▶ [Task to complete] Below are entries; print them exactly from the first line through the one containing "impl<W: Write> RecordWriter<W>".

▶ [Input material]

//! Writing records as they're pulled.
//!
//! Nothing is buffered beyond the item being written, so output starts
//! before the stream finishes and memory stays bounded.

use std::io::Write;

use anyhow::Result;
use lazyrows_core::Record;
use serde::Serialize;

use crate::args::OutputMode;

const TABLE_SEPARATOR: &str = " | ";

pub struct RecordWriter<W: Write> {
    out: W,
    mode: OutputMode,
    header_written: bool,
    items: usize,
}

impl<W: Write> RecordWriter<W> {
    pub fn new(out: W, mode: OutputMode) -> Self {
        RecordWriter {
            out,
            mode,
            header_written: false,
            items: 0,
        }
    }

    /// Number of top level items written so far.
    pub fn items(&self) -> usize {
        self.items
    }

    pub fn write_record(&mut self, record: &Record) -> Result<()> {
        match self.mode {
            OutputMode::Table => self.write_table_row(record)?,
            _ => self.write_json_item(record)?,
        }
        self.items += 1;
        Ok(())
    }

    /// Write a batch. Table output marks where each batch starts.
    pub fn write_batch(&mut self, idx: usize, batch: &[Record]) -> Result<()> {
        match self.mode {
            OutputMode::Table => {
                writeln!(self.out, "-- batch {idx} ({} rows)", batch.len())?;
                for record in batch {
                    self.write_table_row(record)?;
                }
            }
            _ => self.write_json_item(batch)?,
        }
        self.items += 1;
        Ok(())
    }

    /// Close any open json array and return the inner writer.
    pub fn finish(mut self) -> Result<W> {
        if self.mode == OutputMode::Json {
            if self.items == 0 {
                write!(self.out, "[")?;
            }
            writeln!(self.out, "]")?;
        }
        self.out.flush()?;
        Ok(self.out)
    }

    fn write_table_row(&mut self, record: &Record) -> Result<()> {
        if !self.header_written {
            let header: Vec<_> = record.columns().collect();
            writeln!(self.out, "{}", header.join(TABLE_SEPARATOR))?;
            self.header_written = true;
        }
        let values: Vec<_> = record.values().map(|v| v.to_string()).collect();
        writeln!(self.out, "{}", values.join(TABLE_SEPARATOR))?;
        Ok(())
    }

    fn write_json_item<T: Serialize + ?Sized>(&mut self, item: &T) -> Result<()> {
        match self.mode {
            OutputMode::Json => {
                let sep = if self.items == 0 { "[" } else { "," };
                write!(self.out, "{sep}")?;
                serde_json::to_writer(&mut self.out, item)?;
            }
            _ => {
                serde_json::to_writer(&mut self.out, item)?;
                writeln!(self.out)?;
            }
        }
        Ok(())
    }
}

#[derive(Serialize)]
struct Scalar<'a> {
    name: &'a str,
    value: f64,
}

/// Write a single named number.
pub fn write_scalar<W: Write>(mut out: W, mode: OutputMode, name: &str, value: f64) -> Result<()> {
    match mode {
        OutputMode::Table => writeln!(out, "{name}: {value}")?,
        OutputMode::Json | OutputMode::Ndjson => {
            serde_json::to_writer(&mut out, &Scalar { name, value })?;
            writeln!(out)?;
        }
    }
    out.flush()?;
    Ok(())
}

#[cfg(test)]
mod tests {
    use lazyrows_core::Value;

    use super::*;

    fn record(id: i64, name: &str) -> Record {
        [("id", Value::from(id)), ("name", Value::from(name))]
            .into_iter()
            .collect()
    }

    fn render(mode: OutputMode, f: impl FnOnce(&mut RecordWriter<Vec<u8>>)) -> String {
        let mut writer = RecordWriter::new(Vec::new(), mode);
        f(&mut writer);
        String::from_utf8(writer.finish().unwrap()).unwrap()
    }

    #[test]
    fn table_records() {
        let out = render(OutputMode::Table, |w| {
            w.write_record(&record(1, "A")).unwrap();
            w.write_record(&record(2, "B")).unwrap();
        });
        assert_eq!("id | name\n1 | A\n2 | B\n", out);
    }

    #[test]
    fn json_records() {
        let out = render(OutputMode::Json, |w| {
            w.write_record(&record(1, "A")).unwrap();
            w.write_record(&record(2, "B")).unwrap();
        });
        assert_eq!("[{\"id\":1,\"name\":\"A\"},{\"id\":2,\"name\":\"B\"}]\n", out);
    }

    #[test]
    fn json_empty() {
        assert_eq!("[]\n", render(OutputMode::Json, |_| {}));
        assert_eq!("", render(OutputMode::Ndjson, |_| {}));
        assert_eq!("", render(OutputMode::Table, |_| {}));
    }

    #[test]
    fn ndjson_batches() {
        let out = render(OutputMode::Ndjson, |w| {
            w.write_batch(0, &[record(1, "A"), record(2, "B")]).unwrap();
            w.write_batch(1, &[record(3, "C")]).unwrap();
            assert_eq!(2, w.items());
        });
        assert_eq!(
            "[{\"id\":1,\"name\":\"A\"},{\"id\":2,\"name\":\"B\"}]\n[{\"id\":3,\"name\":\"C\"}]\n",
            out
        );
    }

    #[test]
    fn table_batches() {
        let out = render(OutputMode::Table, |w| {
            w.write_batch(0, &[record(1, "A")]).unwrap();
            w.write_batch(1, &[record(2, "B")]).unwrap();
        });
        assert_eq!("-- batch 0 (1 rows)\nid | name\n1 | A\n-- batch 1 (1 rows)\n2 | B\n", out);
    }

    #[test]
    fn scalars() {
        let mut out = Vec::new();
        write_scalar(&mut out, OutputMode::Table, "average_age", 40.0).unwrap();
        assert_eq!("average_age: 40\n", String::from_utf8(out).unwrap());

        let mut out = Vec::new();
        write_scalar(&mut out, OutputMode::Json, "average_age", 40.0).unwrap();
        assert_eq!(
            "{\"name\":\"average_age\",\"value\":40.0}\n",
            String::from_utf8(out).unwrap()
        );
    }
}
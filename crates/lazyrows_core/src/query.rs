use std::fmt;

use crate::errors::{Operation, Result, invalid_argument};
use crate::value::Value;

/// Columns of the user table every operation selects from.
pub const USER_COLUMNS: &[&str] = &["id", "name", "contact", "age"];

/// Column holding the age scalar used by the aggregations.
pub const AGE_COLUMN: &str = "age";

const MAX_IDENT_LEN: usize = 64;

fn check_ident(op: Operation, kind: &str, ident: &str) -> Result<()> {
    let mut chars = ident.chars();
    let valid_start = chars
        .next()
        .map(|c| c.is_ascii_alphabetic() || c == '_')
        .unwrap_or(false);

    if !valid_start
        || ident.len() > MAX_IDENT_LEN
        || !chars.all(|c| c.is_ascii_alphanumeric() || c == '_')
    {
        return Err(invalid_argument!(op, "invalid {kind} name '{ident}'"));
    }

    Ok(())
}

/// A validated table identifier.
///
/// Identifiers are spliced into the rendered SQL, so only plain ascii
/// identifiers are accepted.
#[derive(Debug, Clone, PartialEq, Eq, Hash)]
pub struct TableRef(String);

impl TableRef {
    pub fn try_new(op: Operation, name: impl Into<String>) -> Result<Self> {
        let name = name.into();
        check_ident(op, "table", &name)?;
        Ok(TableRef(name))
    }

    pub fn name(&self) -> &str {
        &self.0
    }
}

impl fmt::Display for TableRef {
    fn fmt(&self, f: &mut fmt::Formatter<'_>) -> fmt::Result {
        write!(f, "{}", self.0)
    }
}

/// A single-table scan with an optional limit/offset window.
#[derive(Debug, Clone, PartialEq, Eq)]
pub struct ScanQuery {
    pub table: TableRef,
    pub columns: Vec<String>,
    pub limit: Option<usize>,
    pub offset: Option<usize>,
}

impl ScanQuery {
    /// Scan of the user columns of `table`.
    pub fn users(table: TableRef) -> Self {
        ScanQuery {
            table,
            columns: USER_COLUMNS.iter().map(|c| c.to_string()).collect(),
            limit: None,
            offset: None,
        }
    }

    pub fn with_columns<S: AsRef<str>>(
        table: TableRef,
        op: Operation,
        columns: &[S],
    ) -> Result<Self> {
        if columns.is_empty() {
            return Err(invalid_argument!(op, "at least one column must be selected"));
        }

        let columns = columns
            .iter()
            .map(|c| {
                let c = c.as_ref();
                check_ident(op, "column", c)?;
                Ok(c.to_string())
            })
            .collect::<Result<Vec<_>>>()?;

        Ok(ScanQuery {
            table,
            columns,
            limit: None,
            offset: None,
        })
    }

    /// Bound the scan to `limit` rows starting at `offset`.
    pub fn window(mut self, limit: usize, offset: usize) -> Self {
        self.limit = Some(limit);
        self.offset = Some(offset);
        self
    }

    /// Render the scan as parameterized SQL. Limit and offset are passed
    /// through `params`.
    pub fn to_sql(&self) -> String {
        let mut sql = format!(
            "SELECT {} FROM {}",
            self.columns.join(", "), // SELECT <cols>
            self.table,              // FROM <table>
        );

        match (self.limit, self.offset) {
            (Some(_), Some(_)) => sql.push_str(" LIMIT ? OFFSET ?"),
            (Some(_), None) => sql.push_str(" LIMIT ?"),
            // SQLite and MySQL both require a LIMIT alongside OFFSET. -1 is
            // unbounded for SQLite.
            (None, Some(_)) => sql.push_str(" LIMIT -1 OFFSET ?"),
            (None, None) => (),
        }

        sql
    }

    /// Parameters for the placeholders in `to_sql`, in order.
    ///
    /// Values beyond `i64::MAX` are clamped to it; a negative bound would
    /// read as "no limit" to SQLite.
    pub fn params(&self) -> Vec<Value> {
        [self.limit, self.offset]
            .into_iter()
            .flatten()
            .map(|v| Value::Integer(i64::try_from(v).unwrap_or(i64::MAX)))
            .collect()
    }
}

▶ [Solution to this exercise]
//! Writing records as they're pulled.
//!
//! Nothing is buffered beyond the item being written, so output starts
//! before the stream finishes and memory stays bounded.

use std::io::Write;

use anyhow::Result;
use lazyrows_core::Record;
use serde::Serialize;

use crate::args::OutputMode;

const TABLE_SEPARATOR: &str = " | ";

pub struct RecordWriter<W: Write> {
    out: W,
    mode: OutputMode,
    header_written: bool,
    items: usize,
}

impl<W: Write> RecordWriter<W> {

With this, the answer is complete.